//! CSV writers for cleaned and dropped rows

use crate::app::models::{Dataset, DroppedRow};
use crate::{Error, Result};
use std::path::{Path, PathBuf};
use tracing::info;

/// Output path derived from the input file name
///
/// `<stem><suffix>.<extension>` placed in `output_dir` when given, otherwise
/// next to the input file.
pub fn derived_path(
    input: &Path,
    output_dir: Option<&Path>,
    suffix: &str,
    extension: &str,
) -> PathBuf {
    let stem = input
        .file_stem()
        .map(|stem| stem.to_string_lossy().into_owned())
        .filter(|stem| !stem.is_empty())
        .unwrap_or_else(|| "output".to_string());
    let file_name = format!("{stem}{suffix}.{extension}");

    match output_dir {
        Some(dir) => dir.join(file_name),
        None => input
            .parent()
            .map(|parent| parent.join(&file_name))
            .unwrap_or_else(|| PathBuf::from(&file_name)),
    }
}

/// Default location for the cleaned CSV: `<stem><suffix>.csv`
pub fn default_output_path(input: &Path, output_dir: Option<&Path>, suffix: &str) -> PathBuf {
    derived_path(input, output_dir, suffix, "csv")
}

/// Write headers and rows as flat CSV; returns the number of data rows written
///
/// Refuses a dataset with no rows.
pub fn write_csv(dataset: &Dataset, path: &Path) -> Result<usize> {
    if dataset.rows.is_empty() {
        return Err(Error::nothing_to_write(path.display().to_string()));
    }

    let mut writer = open_writer(path)?;
    write_record(&mut writer, path, &dataset.headers)?;
    for row in &dataset.rows {
        write_record(&mut writer, path, row.cells())?;
    }
    writer
        .flush()
        .map_err(|e| Error::io(format!("Failed to flush {}", path.display()), e))?;

    info!("{} rows written to {}", dataset.row_count(), path.display());
    Ok(dataset.row_count())
}

/// Write dropped rows with a leading `reason` column
pub fn write_dropped(dropped: &[DroppedRow], headers: &[String], path: &Path) -> Result<usize> {
    if dropped.is_empty() {
        return Err(Error::nothing_to_write(path.display().to_string()));
    }

    let mut writer = open_writer(path)?;

    let header_row: Vec<&str> = std::iter::once("reason")
        .chain(headers.iter().map(String::as_str))
        .collect();
    write_record(&mut writer, path, &header_row)?;

    for dropped_row in dropped {
        let record: Vec<&str> = std::iter::once(dropped_row.reason.label())
            .chain(dropped_row.row.cells().iter().map(String::as_str))
            .collect();
        write_record(&mut writer, path, &record)?;
    }
    writer
        .flush()
        .map_err(|e| Error::io(format!("Failed to flush {}", path.display()), e))?;

    info!("{} dropped rows written to {}", dropped.len(), path.display());
    Ok(dropped.len())
}

fn open_writer(path: &Path) -> Result<csv::Writer<std::fs::File>> {
    csv::WriterBuilder::new()
        .flexible(true)
        .from_path(path)
        .map_err(|e| {
            Error::csv_parsing(
                path.display().to_string(),
                "Failed to create output file",
                Some(e),
            )
        })
}

fn write_record<I, T>(writer: &mut csv::Writer<std::fs::File>, path: &Path, record: I) -> Result<()>
where
    I: IntoIterator<Item = T>,
    T: AsRef<[u8]>,
{
    writer.write_record(record).map_err(|e| {
        Error::csv_parsing(path.display().to_string(), "Failed to write record", Some(e))
    })
}

#[cfg(test)]
mod tests {
    use super::*;
    use crate::app::models::{DropReason, Row};
    use std::fs;
    use tempfile::TempDir;

    fn small_dataset() -> Dataset {
        Dataset::new(
            vec!["id".into(), "name".into()],
            vec![Row::from(vec!["1", "Ann, Jr"]), Row::from(vec!["2"])],
            "small.csv",
        )
    }

    #[test]
    fn test_default_output_path() {
        assert_eq!(
            default_output_path(Path::new("/data/list.xlsx"), None, "_cleaned"),
            PathBuf::from("/data/list_cleaned.csv")
        );
        assert_eq!(
            default_output_path(Path::new("list.csv"), Some(Path::new("/out")), "_cleaned"),
            PathBuf::from("/out/list_cleaned.csv")
        );
        assert_eq!(
            derived_path(Path::new("list.csv"), None, "_report", "txt"),
            PathBuf::from("list_report.txt")
        );
    }

    #[test]
    fn test_write_csv_quotes_and_ragged_rows() {
        let dir = TempDir::new().unwrap();
        let path = dir.path().join("out.csv");

        let written = write_csv(&small_dataset(), &path).unwrap();

        assert_eq!(written, 2);
        let content = fs::read_to_string(&path).unwrap();
        assert_eq!(content, "id,name\n1,\"Ann, Jr\"\n2\n");
    }

    #[test]
    fn test_write_csv_refuses_empty_dataset() {
        let dir = TempDir::new().unwrap();
        let path = dir.path().join("out.csv");
        let empty = small_dataset().with_rows(Vec::new());

        assert!(matches!(
            write_csv(&empty, &path),
            Err(Error::NothingToWrite { .. })
        ));
        assert!(!path.exists());
    }

    #[test]
    fn test_write_dropped_prefixes_reason() {
        let dir = TempDir::new().unwrap();
        let path = dir.path().join("dropped.csv");
        let dropped = vec![
            DroppedRow::new(DropReason::MissingPhone, Row::from(vec!["1", "Ann"])),
            DroppedRow::new(DropReason::InvalidState, Row::from(vec!["2", "Ben"])),
        ];

        write_dropped(&dropped, &small_dataset().headers, &path).unwrap();

        let content = fs::read_to_string(&path).unwrap();
        assert_eq!(
            content,
            "reason,id,name\nmissing_phone,1,Ann\ninvalid_state,2,Ben\n"
        );
    }
}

——

• _Prompt_
Output each line of the listing in which the string "join" is found.

• _Answer below_
        Some(dir) => dir.join(file_name),
            .map(|parent| parent.join(&file_name))
        let path = dir.path().join("out.csv");
        let path = dir.path().join("out.csv");
        let path = dir.path().join("dropped.csv");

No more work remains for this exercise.